_Work instructions_
Print every entry below again. Nothing may differ from the original.

_Data to examine_
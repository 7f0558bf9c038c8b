//! Configuration types.
//!
//! This module defines the executor configuration and the logging options
//! exposed to hosts.

use std::fmt;
use std::str::FromStr;
use std::time::Duration;

use log::warn;

use crate::config::constants::*;

/// Logging level for the library.
///
/// Controls the verbosity of log output, from most restrictive (Error) to most
/// verbose (Trace).
#[derive(Clone, Copy, Debug, PartialEq, Eq)]
pub enum LogLevel {
    /// Only error messages
    Error,
    /// Error and warning messages
    Warn,
    /// Error, warning, and informational messages
    Info,
    /// All messages except trace
    Debug,
    /// All messages including trace
    Trace,
}

impl From<LogLevel> for log::LevelFilter {
    fn from(l: LogLevel) -> Self {
        match l {
            LogLevel::Error => log::LevelFilter::Error,
            LogLevel::Warn => log::LevelFilter::Warn,
            LogLevel::Info => log::LevelFilter::Info,
            LogLevel::Debug => log::LevelFilter::Debug,
            LogLevel::Trace => log::LevelFilter::Trace,
        }
    }
}

impl LogLevel {
    /// Maps the numeric level used across the C ABI (1 = Error .. 5 = Trace).
    ///
    /// Out-of-range values clamp to the nearest level.
    pub fn from_ffi(level: i32) -> Self {
        match level {
            i32::MIN..=1 => LogLevel::Error,
            2 => LogLevel::Warn,
            3 => LogLevel::Info,
            4 => LogLevel::Debug,
            _ => LogLevel::Trace,
        }
    }
}

/// Log output format.
///
/// - `Plain`: Human-readable format with colors (default)
/// - `Json`: Structured JSON format for machine parsing
#[derive(Clone, Copy, Debug, PartialEq, Eq)]
pub enum LogFormat {
    /// Human-readable format with colors (default)
    Plain,
    /// Structured JSON format for machine parsing
    Json,
}

/// A configuration field that failed validation.
#[derive(Debug, Clone, PartialEq, Eq)]
pub struct ConfigValidationError {
    /// Name of the offending field
    pub field: &'static str,
    /// What is wrong and what is expected instead
    pub message: String,
}

impl fmt::Display for ConfigValidationError {
    fn fmt(&self, f: &mut fmt::Formatter<'_>) -> fmt::Result {
        write!(f, "invalid {}: {}", self.field, self.message)
    }
}

impl std::error::Error for ConfigValidationError {}

/// Executor configuration.
///
/// Built per call (or cached by the C ABI layer) and never mutated while a
/// request is in flight.
///
/// # Examples
///
/// ```
/// use nethttp_bridge::ExecutorConfig;
///
/// let config = ExecutorConfig {
///     accept_invalid_certs: true,
///     ..Default::default()
/// };
/// assert!(config.validate().is_ok());
/// ```
#[derive(Debug, Clone, PartialEq, Eq)]
pub struct ExecutorConfig {
    /// Response body ceiling in bytes; anything beyond is discarded
    pub max_response_body_bytes: usize,

    /// Request body ceiling in bytes; larger bodies are rejected before sending
    pub max_request_body_bytes: usize,

    /// Maximum length of a followed redirect chain
    pub max_redirects: usize,

    /// Total per-call timeout in seconds
    pub timeout_seconds: u64,

    /// TCP connect timeout in seconds
    pub connect_timeout_seconds: u64,

    /// Skip TLS certificate verification (opt-in)
    pub accept_invalid_certs: bool,

    /// Remove Authorization, Cookie and Proxy-Authorization before sending
    pub strip_sensitive_headers: bool,
}

impl Default for ExecutorConfig {
    fn default() -> Self {
        Self {
            max_response_body_bytes: MAX_RESPONSE_BODY_SIZE,
            max_request_body_bytes: MAX_REQUEST_BODY_SIZE,
            max_redirects: MAX_REDIRECT_HOPS,
            timeout_seconds: REQUEST_TIMEOUT_SECS,
            connect_timeout_seconds: TCP_CONNECT_TIMEOUT_SECS,
            accept_invalid_certs: false,
            strip_sensitive_headers: false,
        }
    }
}

impl ExecutorConfig {
    /// Reads overrides from `NETHTTP_*` environment variables.
    ///
    /// Unset variables keep their default. Values that fail to parse are
    /// logged and ignored.
    pub fn from_env() -> Self {
        Self::from_lookup(|key| std::env::var(key).ok())
    }

    /// Builds a configuration from an arbitrary key lookup.
    ///
    /// `from_env` is this function over the process environment.
    pub fn from_lookup<F>(lookup: F) -> Self
    where
        F: Fn(&str) -> Option<String>,
    {
        let defaults = Self::default();
        Self {
            max_response_body_bytes: parse_or(
                &lookup,
                ENV_MAX_RESPONSE_BYTES,
                defaults.max_response_body_bytes,
            ),
            max_request_body_bytes: parse_or(
                &lookup,
                ENV_MAX_REQUEST_BYTES,
                defaults.max_request_body_bytes,
            ),
            max_redirects: parse_or(&lookup, ENV_MAX_REDIRECTS, defaults.max_redirects),
            timeout_seconds: parse_or(&lookup, ENV_TIMEOUT_SECS, defaults.timeout_seconds),
            connect_timeout_seconds: parse_or(
                &lookup,
                ENV_CONNECT_TIMEOUT_SECS,
                defaults.connect_timeout_seconds,
            ),
            accept_invalid_certs: flag_or(
                &lookup,
                ENV_ACCEPT_INVALID_CERTS,
                defaults.accept_invalid_certs,
            ),
            strip_sensitive_headers: flag_or(
                &lookup,
                ENV_STRIP_SENSITIVE_HEADERS,
                defaults.strip_sensitive_headers,
            ),
        }
    }

    /// Checks that every limit and timeout is usable.
    ///
    /// # Errors
    ///
    /// Returns the first field that is out of range.
    pub fn validate(&self) -> Result<(), ConfigValidationError> {
        if self.max_response_body_bytes == 0 {
            return Err(ConfigValidationError {
                field: "max_response_body_bytes",
                message: "must be greater than 0".to_string(),
            });
        }
        if self.max_request_body_bytes == 0 {
            return Err(ConfigValidationError {
                field: "max_request_body_bytes",
                message: "must be greater than 0".to_string(),
            });
        }
        if self.max_redirects == 0 {
            return Err(ConfigValidationError {
                field: "max_redirects",
                message: "must be greater than 0 (disable redirects per call instead)"
                    .to_string(),
            });
        }
        if self.timeout_seconds == 0 {
            return Err(ConfigValidationError {
                field: "timeout_seconds",
                message: "must be greater than 0".to_string(),
            });
        }
        if self.connect_timeout_seconds == 0 {
            return Err(ConfigValidationError {
                field: "connect_timeout_seconds",
                message: "must be greater than 0".to_string(),
            });
        }
        if self.connect_timeout_seconds > self.timeout_seconds {
            return Err(ConfigValidationError {
                field: "connect_timeout_seconds",
                message: format!(
                    "must not exceed timeout_seconds ({})",
                    self.timeout_seconds
                ),
            });
        }
        Ok(())
    }

    pub(crate) fn timeout(&self) -> Duration {
        Duration::from_secs(self.timeout_seconds)
    }

    pub(crate) fn connect_timeout(&self) -> Duration {
        Duration::from_secs(self.connect_timeout_seconds)
    }
}

fn parse_or<F, T>(lookup: &F, key: &str, default: T) -> T
where
    F: Fn(&str) -> Option<String>,
    T: FromStr + fmt::Display,
{
    match lookup(key) {
        Some(raw) => raw.trim().parse().unwrap_or_else(|_| {
            warn!("Ignoring {key}={raw:?}: not a valid number, using {default}");
            default
        }),
        None => default,
    }
}

fn flag_or<F>(lookup: &F, key: &str, default: bool) -> bool
where
    F: Fn(&str) -> Option<String>,
{
    let Some(raw) = lookup(key) else {
        return default;
    };
    match raw.trim().to_ascii_lowercase().as_str() {
        "1" | "true" | "yes" | "on" => true,
        "0" | "false" | "no" | "off" | "" => false,
        _ => {
            warn!("Ignoring {key}={raw:?}: expected true/false, using {default}");
            default
        }
    }
}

_Exercise result_
repository 7f0558bf9c038c8b
//! Configuration types.
//!
//! This module defines the executor configuration and the logging options
//! exposed to hosts.

use std::fmt;
use std::str::FromStr;
use std::time::Duration;

use log::warn;

use crate::config::constants::*;

/// Logging level for the library.
///
/// Controls the verbosity of log output, from most restrictive (Error) to most
/// verbose (Trace).
#[derive(Clone, Copy, Debug, PartialEq, Eq)]
pub enum LogLevel {
    /// Only error messages
    Error,
    /// Error and warning messages
    Warn,
    /// Error, warning, and informational messages
    Info,
    /// All messages except trace
    Debug,
    /// All messages including trace
    Trace,
}

impl From<LogLevel> for log::LevelFilter {
    fn from(l: LogLevel) -> Self {
        match l {
            LogLevel::Error => log::LevelFilter::Error,
            LogLevel::Warn => log::LevelFilter::Warn,
            LogLevel::Info => log::LevelFilter::Info,
            LogLevel::Debug => log::LevelFilter::Debug,
            LogLevel::Trace => log::LevelFilter::Trace,
        }
    }
}

impl LogLevel {
    /// Maps the numeric level used across the C ABI (1 = Error .. 5 = Trace).
    ///
    /// Out-of-range values clamp to the nearest level.
    pub fn from_ffi(level: i32) -> Self {
        match level {
            i32::MIN..=1 => LogLevel::Error,
            2 => LogLevel::Warn,
            3 => LogLevel::Info,
            4 => LogLevel::Debug,
            _ => LogLevel::Trace,
        }
    }
}

/// Log output format.
///
/// - `Plain`: Human-readable format with colors (default)
/// - `Json`: Structured JSON format for machine parsing
#[derive(Clone, Copy, Debug, PartialEq, Eq)]
pub enum LogFormat {
    /// Human-readable format with colors (default)
    Plain,
    /// Structured JSON format for machine parsing
    Json,
}

/// A configuration field that failed validation.
#[derive(Debug, Clone, PartialEq, Eq)]
pub struct ConfigValidationError {
    /// Name of the offending field
    pub field: &'static str,
    /// What is wrong and what is expected instead
    pub message: String,
}

impl fmt::Display for ConfigValidationError {
    fn fmt(&self, f: &mut fmt::Formatter<'_>) -> fmt::Result {
        write!(f, "invalid {}: {}", self.field, self.message)
    }
}

impl std::error::Error for ConfigValidationError {}

/// Executor configuration.
///
/// Built per call (or cached by the C ABI layer) and never mutated while a
/// request is in flight.
///
/// # Examples
///
/// ```
/// use nethttp_bridge::ExecutorConfig;
///
/// let config = ExecutorConfig {
///     accept_invalid_certs: true,
///     ..Default::default()
/// };
/// assert!(config.validate().is_ok());
/// ```
#[derive(Debug, Clone, PartialEq, Eq)]
pub struct ExecutorConfig {
    /// Response body ceiling in bytes; anything beyond is discarded
    pub max_response_body_bytes: usize,

    /// Request body ceiling in bytes; larger bodies are rejected before sending
    pub max_request_body_bytes: usize,

    /// Maximum length of a followed redirect chain
    pub max_redirects: usize,

    /// Total per-call timeout in seconds
    pub timeout_seconds: u64,

    /// TCP connect timeout in seconds
    pub connect_timeout_seconds: u64,

    /// Skip TLS certificate verification (opt-in)
    pub accept_invalid_certs: bool,

    /// Remove Authorization, Cookie and Proxy-Authorization before sending
    pub strip_sensitive_headers: bool,
}

impl Default for ExecutorConfig {
    fn default() -> Self {
        Self {
            max_response_body_bytes: MAX_RESPONSE_BODY_SIZE,
            max_request_body_bytes: MAX_REQUEST_BODY_SIZE,
            max_redirects: MAX_REDIRECT_HOPS,
            timeout_seconds: REQUEST_TIMEOUT_SECS,
            connect_timeout_seconds: TCP_CONNECT_TIMEOUT_SECS,
            accept_invalid_certs: false,
            strip_sensitive_headers: false,
        }
    }
}

impl ExecutorConfig {
    /// Reads overrides from `NETHTTP_*` environment variables.
    ///
    /// Unset variables keep their default. Values that fail to parse are
    /// logged and ignored.
    pub fn from_env() -> Self {
        Self::from_lookup(|key| std::env::var(key).ok())
    }

    /// Builds a configuration from an arbitrary key lookup.
    ///
    /// `from_env` is this function over the process environment.
    pub fn from_lookup<F>(lookup: F) -> Self
    where
        F: Fn(&str) -> Option<String>,
    {
        let defaults = Self::default();
        Self {
            max_response_body_bytes: parse_or(
                &lookup,
                ENV_MAX_RESPONSE_BYTES,
                defaults.max_response_body_bytes,
            ),
            max_request_body_bytes: parse_or(
                &lookup,
                ENV_MAX_REQUEST_BYTES,
                defaults.max_request_body_bytes,
            ),
            max_redirects: parse_or(&lookup, ENV_MAX_REDIRECTS, defaults.max_redirects),
            timeout_seconds: parse_or(&lookup, ENV_TIMEOUT_SECS, defaults.timeout_seconds),
            connect_timeout_seconds: parse_or(
                &lookup,
                ENV_CONNECT_TIMEOUT_SECS,
                defaults.connect_timeout_seconds,
            ),
            accept_invalid_certs: flag_or(
                &lookup,
                ENV_ACCEPT_INVALID_CERTS,
                defaults.accept_invalid_certs,
            ),
            strip_sensitive_headers: flag_or(
                &lookup,
                ENV_STRIP_SENSITIVE_HEADERS,
                defaults.strip_sensitive_headers,
            ),
        }
    }

    /// Checks that every limit and timeout is usable.
    ///
    /// # Errors
    ///
    /// Returns the first field that is out of range.
    pub fn validate(&self) -> Result<(), ConfigValidationError> {
        if self.max_response_body_bytes == 0 {
            return Err(ConfigValidationError {
                field: "max_response_body_bytes",
                message: "must be greater than 0".to_string(),
            });
        }
        if self.max_request_body_bytes == 0 {
            return Err(ConfigValidationError {
                field: "max_request_body_bytes",
                message: "must be greater than 0".to_string(),
            });
        }
        if self.max_redirects == 0 {
            return Err(ConfigValidationError {
                field: "max_redirects",
                message: "must be greater than 0 (disable redirects per call instead)"
                    .to_string(),
            });
        }
        if self.timeout_seconds == 0 {
            return Err(ConfigValidationError {
                field: "timeout_seconds",
                message: "must be greater than 0".to_string(),
            });
        }
        if self.connect_timeout_seconds == 0 {
            return Err(ConfigValidationError {
                field: "connect_timeout_seconds",
                message: "must be greater than 0".to_string(),
            });
        }
        if self.connect_timeout_seconds > self.timeout_seconds {
            return Err(ConfigValidationError {
                field: "connect_timeout_seconds",
                message: format!(
                    "must not exceed timeout_seconds ({})",
                    self.timeout_seconds
                ),
            });
        }
        Ok(())
    }

    pub(crate) fn timeout(&self) -> Duration {
        Duration::from_secs(self.timeout_seconds)
    }

    pub(crate) fn connect_timeout(&self) -> Duration {
        Duration::from_secs(self.connect_timeout_seconds)
    }
}

fn parse_or<F, T>(lookup: &F, key: &str, default: T) -> T
where
    F: Fn(&str) -> Option<String>,
    T: FromStr + fmt::Display,
{
    match lookup(key) {
        Some(raw) => raw.trim().parse().unwrap_or_else(|_| {
            warn!("Ignoring {key}={raw:?}: not a valid number, using {default}");
            default
        }),
        None => default,
    }
}

fn flag_or<F>(lookup: &F, key: &str, default: bool) -> bool
where
    F: Fn(&str) -> Option<String>,
{
    let Some(raw) = lookup(key) else {
        return default;
    };
    match raw.trim().to_ascii_lowercase().as_str() {
        "1" | "true" | "yes" | "on" => true,
        "0" | "false" | "no" | "off" | "" => false,
        _ => {
            warn!("Ignoring {key}={raw:?}: expected true/false, using {default}");
            default
        }
    }
}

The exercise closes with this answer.